Losing Scully

>> Thursday, April 20, 2017

If you don't like hearing about bodily fluids and anything about cat health, you may want to skip this post. Also, due to the sensitive nature, I would appreciate if comments be kind. I understand that people make different decisions. Understand that we very thoughtfully made our decisions over time and after much research and consultation with our veterinarian.


I don't have much experience with animals -- especially not in making decisions about their health. We had a cat while I was growing up, and she lived to age 16, after I graduated from college. She ended up getting cancer, losing a lot of weight, and needing to be put to sleep. It was sad. But it wasn't my decision. Earlier this week, though, we had a similar situation where Stephen and I had to make the call, and I still feel very unsettled about it. It's actually why this space has been quiet lately. All my energy has been spent.

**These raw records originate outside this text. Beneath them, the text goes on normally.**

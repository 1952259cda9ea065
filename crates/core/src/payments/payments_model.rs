//! Payment domain models.

use chrono::{NaiveDate, NaiveDateTime, Utc};
use rust_decimal::Decimal;
use serde::{Deserialize, Serialize};

use crate::allocations::Allocation;
use crate::capital_calls::CapitalCall;
use crate::errors::{Error, Result, ValidationError};
use crate::lifecycle::{AllocationStatus, LifecycleEventKind};
use crate::money::Amount;

/// Whether a record settles a call or offsets an earlier payment.
#[derive(Debug, Clone, Copy, PartialEq, Eq, Serialize, Deserialize, Default)]
#[serde(rename_all = "SCREAMING_SNAKE_CASE")]
pub enum PaymentKind {
    #[default]
    Payment,
    Reversal,
}

/// Domain model representing a recorded transfer against one capital call.
///
/// The stored amount is always positive; reversals are subtracted when
/// aggregating. Rows are never edited in place.
#[derive(Debug, Clone, Serialize, Deserialize)]
#[serde(rename_all = "camelCase")]
pub struct Payment {
    pub id: String,
    /// Immutable, required - a payment may never exist without a call.
    pub capital_call_id: String,
    pub amount: Amount,
    pub payment_date: NaiveDate,
    pub kind: PaymentKind,
    /// Back-reference to the corrected payment; set only on reversals.
    pub reverses_payment_id: Option<String>,
    /// External transaction reference (wire id, cheque number).
    pub tx_ref: Option<String>,
    pub idempotency_key: Option<String>,
    pub created_at: NaiveDateTime,
}

impl Payment {
    /// The record's contribution to the call's paid amount.
    pub fn signed_value(&self) -> Decimal {
        match self.kind {
            PaymentKind::Payment => self.amount.value(),
            PaymentKind::Reversal => -self.amount.value(),
        }
    }
}

/// Nets a call's payment records into its paid amount.
///
/// A negative net means reversal rows exceed payment rows - broken existing
/// data, surfaced as an integrity fault rather than a caller error.
pub fn net_paid(payments: &[Payment]) -> Result<Amount> {
    let mut net = Decimal::ZERO;
    for p in payments {
        net = net
            .checked_add(p.signed_value())
            .ok_or(ValidationError::AmountOverflow)?;
    }
    if net.is_sign_negative() && !net.is_zero() {
        return Err(Error::IntegrityFault(format!(
            "reversals exceed payments by {}",
            -net
        )));
    }
    Amount::new(net)
}

/// Remaining unreversed value of one payment, given all records of its call.
pub fn unreversed_remainder(original: &Payment, payments: &[Payment]) -> Result<Amount> {
    let reversed = Amount::sum(
        payments
            .iter()
            .filter(|p| {
                p.kind == PaymentKind::Reversal
                    && p.reverses_payment_id.as_deref() == Some(original.id.as_str())
            })
            .map(|p| p.amount),
    )?;
    original.amount.checked_sub(reversed).map_err(|_| {
        Error::IntegrityFault(format!(
            "payment {} is over-reversed: {} reversed of {}",
            original.id, reversed, original.amount
        ))
    })
}

/// Input model for recording a payment (the PAYMENT_RECEIVED operation).
#[derive(Debug, Clone, Serialize, Deserialize)]
#[serde(rename_all = "camelCase")]
pub struct NewPayment {
    #[serde(skip_serializing_if = "Option::is_none")]
    pub id: Option<String>,
    pub capital_call_id: String,
    pub amount: Amount,
    /// Defaults to today.
    pub payment_date: Option<NaiveDate>,
    pub tx_ref: Option<String>,
    pub idempotency_key: Option<String>,
}

impl NewPayment {
    /// Validates the input before any lock is taken.
    pub fn validate(&self) -> Result<()> {
        if self.capital_call_id.trim().is_empty() {
            return Err(ValidationError::MissingField("capitalCallId".to_string()).into());
        }
        if self.amount.is_zero() {
            return Err(ValidationError::NonPositiveAmount(self.amount.to_string()).into());
        }
        Ok(())
    }

    pub fn into_payment(self) -> Payment {
        Payment {
            id: self.id.unwrap_or_else(|| uuid::Uuid::new_v4().to_string()),
            capital_call_id: self.capital_call_id,
            amount: self.amount,
            payment_date: self.payment_date.unwrap_or_else(|| Utc::now().date_naive()),
            kind: PaymentKind::Payment,
            reverses_payment_id: None,
            tx_ref: self.tx_ref,
            idempotency_key: self.idempotency_key,
            created_at: Utc::now().naive_utc(),
        }
    }
}

/// Result of a successful payment or reversal.
#[derive(Debug, Clone, Serialize, Deserialize)]
#[serde(rename_all = "camelCase")]
pub struct PaymentOutcome {
    pub payment: Payment,
    pub call: CapitalCall,
    pub allocation: Allocation,
    pub status: AllocationStatus,
    pub valid_next_events: Vec<LifecycleEventKind>,
    pub idempotent_replay: bool,
}

impl PaymentOutcome {
    pub fn new(
        payment: Payment,
        call: CapitalCall,
        allocation: Allocation,
        idempotent_replay: bool,
    ) -> Self {
        let status = allocation.status();
        let valid_next_events = allocation.valid_events();
        Self {
            payment,
            call,
            allocation,
            status,
            valid_next_events,
            idempotent_replay,
        }
    }
}
//! Property-based tests for the lifecycle state machine.
//!
//! These tests drive random operation sequences through the pure validation
//! functions and verify that the ordering invariant
//! `0 <= funded <= called <= committed` holds after every accepted event,
//! and that rejected events carry the figures the caller needs.

use proptest::prelude::*;
use rust_decimal::Decimal;

use fundledger_core::lifecycle::{
    status_for, valid_events, validate_adjust_commitment, validate_create_call,
    validate_payment, validate_reversal, validate_write_off, AllocationSnapshot,
    AllocationStatus, CallSnapshot, LifecycleEventKind,
};
use fundledger_core::money::Amount;

// =============================================================================
// Generators
// =============================================================================

fn cents(raw: u64) -> Amount {
    Amount::new(Decimal::new(raw as i64, 2)).unwrap()
}

/// A randomly chosen ledger operation with raw cent figures.
#[derive(Debug, Clone)]
enum Op {
    CreateCall(u64),
    Payment { call_index: usize, raw: u64 },
    Reverse { call_index: usize, raw: u64 },
    AdjustCommitment(u64),
    WriteOff,
}

fn arb_op() -> impl Strategy<Value = Op> {
    prop_oneof![
        (1u64..50_000_00).prop_map(Op::CreateCall),
        ((0usize..8), (1u64..50_000_00)).prop_map(|(call_index, raw)| Op::Payment {
            call_index,
            raw
        }),
        ((0usize..8), (1u64..50_000_00)).prop_map(|(call_index, raw)| Op::Reverse {
            call_index,
            raw
        }),
        (1u64..200_000_00).prop_map(Op::AdjustCommitment),
        Just(Op::WriteOff),
    ]
}

/// In-test model of one allocation and its calls, mutated only through
/// accepted transitions.
#[derive(Debug, Clone)]
struct Model {
    snapshot: AllocationSnapshot,
    calls: Vec<CallSnapshot>,
}

impl Model {
    fn new(committed_raw: u64) -> Self {
        Self {
            snapshot: AllocationSnapshot {
                allocation_id: "a1".to_string(),
                committed: cents(committed_raw),
                called: Amount::ZERO,
                funded: Amount::ZERO,
                written_off: false,
            },
            calls: Vec::new(),
        }
    }

    fn invariant_holds(&self) -> bool {
        self.snapshot.funded <= self.snapshot.called
            && self.snapshot.called <= self.snapshot.committed
    }

    fn open_call_count(&self) -> usize {
        self.calls.iter().filter(|c| c.is_open()).count()
    }

    /// Applies one op through the state machine; returns whether it was
    /// accepted.
    fn apply(&mut self, op: &Op) -> bool {
        match op {
            Op::CreateCall(raw) => {
                match validate_create_call(&self.snapshot, cents(*raw)) {
                    Ok(t) => {
                        self.calls.push(CallSnapshot {
                            call_id: format!("c{}", self.calls.len()),
                            allocation_id: self.snapshot.allocation_id.clone(),
                            call_amount: cents(*raw),
                            paid_amount: Amount::ZERO,
                        });
                        self.snapshot.called = t.called;
                        self.snapshot.funded = t.funded;
                        true
                    }
                    Err(_) => false,
                }
            }
            Op::Payment { call_index, raw } => {
                let Some(call) = self.calls.get(*call_index).cloned() else {
                    return false;
                };
                let amount = cents(*raw);
                match validate_payment(&self.snapshot, &call, self.open_call_count(), amount) {
                    Ok(t) => {
                        let call = &mut self.calls[*call_index];
                        call.paid_amount = call.paid_amount.checked_add(amount).unwrap();
                        self.snapshot.called = t.called;
                        self.snapshot.funded = t.funded;
                        true
                    }
                    Err(_) => false,
                }
            }
            Op::Reverse { call_index, raw } => {
                let Some(call) = self.calls.get(*call_index).cloned() else {
                    return false;
                };
                let amount = cents(*raw);
                // The whole paid amount of the call acts as a single
                // reversible payment in this model.
                match validate_reversal(&self.snapshot, &call, "p", call.paid_amount, amount) {
                    Ok(t) => {
                        let call = &mut self.calls[*call_index];
                        call.paid_amount = call.paid_amount.checked_sub(amount).unwrap();
                        self.snapshot.called = t.called;
                        self.snapshot.funded = t.funded;
                        true
                    }
                    Err(_) => false,
                }
            }
            Op::AdjustCommitment(raw) => {
                match validate_adjust_commitment(&self.snapshot, cents(*raw)) {
                    Ok(_) => {
                        self.snapshot.committed = cents(*raw);
                        true
                    }
                    Err(_) => false,
                }
            }
            Op::WriteOff => match validate_write_off(&self.snapshot) {
                Ok(_) => {
                    self.snapshot.written_off = true;
                    true
                }
                Err(_) => false,
            },
        }
    }
}

// =============================================================================
// Property Tests
// =============================================================================

proptest! {
    #![proptest_config(ProptestConfig::with_cases(256))]

    /// The ordering invariant holds after every accepted operation, no
    /// matter the sequence.
    #[test]
    fn prop_invariant_holds_under_any_sequence(
        committed_raw in 1u64..100_000_00,
        ops in proptest::collection::vec(arb_op(), 0..40)
    ) {
        let mut model = Model::new(committed_raw);
        prop_assert!(model.invariant_holds());

        for op in &ops {
            let before = model.clone();
            let accepted = model.apply(op);
            if !accepted {
                // A rejected event leaves the derived amounts untouched.
                prop_assert_eq!(&model.snapshot, &before.snapshot);
            }
            prop_assert!(
                model.invariant_holds(),
                "invariant broken after {:?}: {:?}",
                op,
                model.snapshot
            );
        }
    }

    /// Per-call bound: no call's paid amount ever exceeds its call amount.
    #[test]
    fn prop_paid_never_exceeds_call(
        committed_raw in 1u64..100_000_00,
        ops in proptest::collection::vec(arb_op(), 0..40)
    ) {
        let mut model = Model::new(committed_raw);
        for op in &ops {
            model.apply(op);
            for call in &model.calls {
                prop_assert!(call.paid_amount <= call.call_amount);
                prop_assert!(call.outstanding() <= call.call_amount);
            }
        }
    }

    /// No event is ever accepted on a written-off allocation.
    #[test]
    fn prop_written_off_is_terminal(
        committed_raw in 1u64..100_000_00,
        ops in proptest::collection::vec(arb_op(), 0..40)
    ) {
        let mut model = Model::new(committed_raw);
        let mut written_off = false;
        for op in &ops {
            let accepted = model.apply(op);
            if written_off {
                prop_assert!(!accepted, "accepted {:?} after write-off", op);
            }
            if matches!(op, Op::WriteOff) && accepted {
                written_off = true;
                prop_assert!(valid_events(&model.snapshot).is_empty());
            }
        }
    }

    /// The derived status always matches the pure amount mapping, and the
    /// valid-events set is consistent with it.
    #[test]
    fn prop_status_and_valid_events_agree(
        committed_raw in 1u64..100_000_00,
        ops in proptest::collection::vec(arb_op(), 0..40)
    ) {
        let mut model = Model::new(committed_raw);
        for op in &ops {
            model.apply(op);
            let s = &model.snapshot;
            let status = s.status();
            if s.written_off {
                prop_assert_eq!(status, AllocationStatus::WrittenOff);
            } else {
                prop_assert_eq!(status, status_for(s.committed, s.called, s.funded));
            }

            let events = valid_events(s);
            match status {
                AllocationStatus::WrittenOff => prop_assert!(events.is_empty()),
                AllocationStatus::Funded => {
                    prop_assert_eq!(events, vec![LifecycleEventKind::ReversePayment])
                }
                _ => {
                    prop_assert!(events.contains(&LifecycleEventKind::WriteOff));
                    prop_assert_eq!(
                        events.contains(&LifecycleEventKind::CreateCall),
                        s.called < s.committed
                    );
                    prop_assert_eq!(
                        events.contains(&LifecycleEventKind::PaymentReceived),
                        s.funded < s.called
                    );
                }
            }
        }
    }

    /// status_for maps the amount space exactly onto the five active states.
    #[test]
    fn prop_status_for_covers_amount_space(
        committed_raw in 1u64..100_000_00,
        called_pct in 0u64..=100,
        funded_pct in 0u64..=100
    ) {
        let committed = cents(committed_raw);
        let called = cents(committed_raw * called_pct / 100);
        let funded = cents(committed_raw * called_pct / 100 * funded_pct / 100);

        let status = status_for(committed, called, funded);
        if called.is_zero() {
            prop_assert_eq!(status, AllocationStatus::Committed);
        } else if called < committed {
            // Funded is only reachable once the full commitment is called.
            if funded.is_zero() {
                prop_assert_eq!(status, AllocationStatus::PartiallyCalled);
            } else {
                prop_assert_eq!(status, AllocationStatus::PartiallyFunded);
            }
        } else if funded.is_zero() {
            prop_assert_eq!(status, AllocationStatus::Called);
        } else if funded < called {
            prop_assert_eq!(status, AllocationStatus::PartiallyFunded);
        } else {
            prop_assert_eq!(status, AllocationStatus::Funded);
        }
    }
}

It all started several years ago. Scully developed a health issue that had her scooting her bottom on the floor and having frequent and numerous fecal accidents all over the house. We were less than enthused about this development, but all it required was taking a trip to the vet to have a gland expressed, and then things were OK. After a while, though, the accidents and issues became even more frequent . . . much more.

We were told this would be a chronic issue despite changing foods and doing other things to help. Still, it wasn't necessarily something that was life-threatening . . . just very inconvenient and, yeah, gross. But when you have an animal for twelve years, you try to forge on.


In the last year, though, the accidents were daily. Several times daily, in fact. We dutifully did what we could to help. The treatment was starting to last less and less time and we were told there was nothing we could do beyond what we were doing to "fix" it (with dogs, there's a surgery -- but they don't perform it on cats). And I'd be lying if I said it wasn't getting to be a bit much with a newborn and a five-year-old who would find said accidents all the time.

In the last month or two, we started noticing other types of accidents. First, frequent vomiting. We took Scully to the vet and realized that she had lost two pounds in the last six months.


Nothing seemed wrong on the surface, and she had been slightly overweight in the past. But then along with the vomiting, she started peeing in strange places. First I found urine on a pile of Ada's artwork I had left in a corner on the dining room floor. Then on a pair of jeans that was folded in the basement. Then one day I smelled around Eloise's ball pit (and all along the wall in our only carpeted room), and I realized it was being used as a litter box of sorts. Like, it was the epicenter.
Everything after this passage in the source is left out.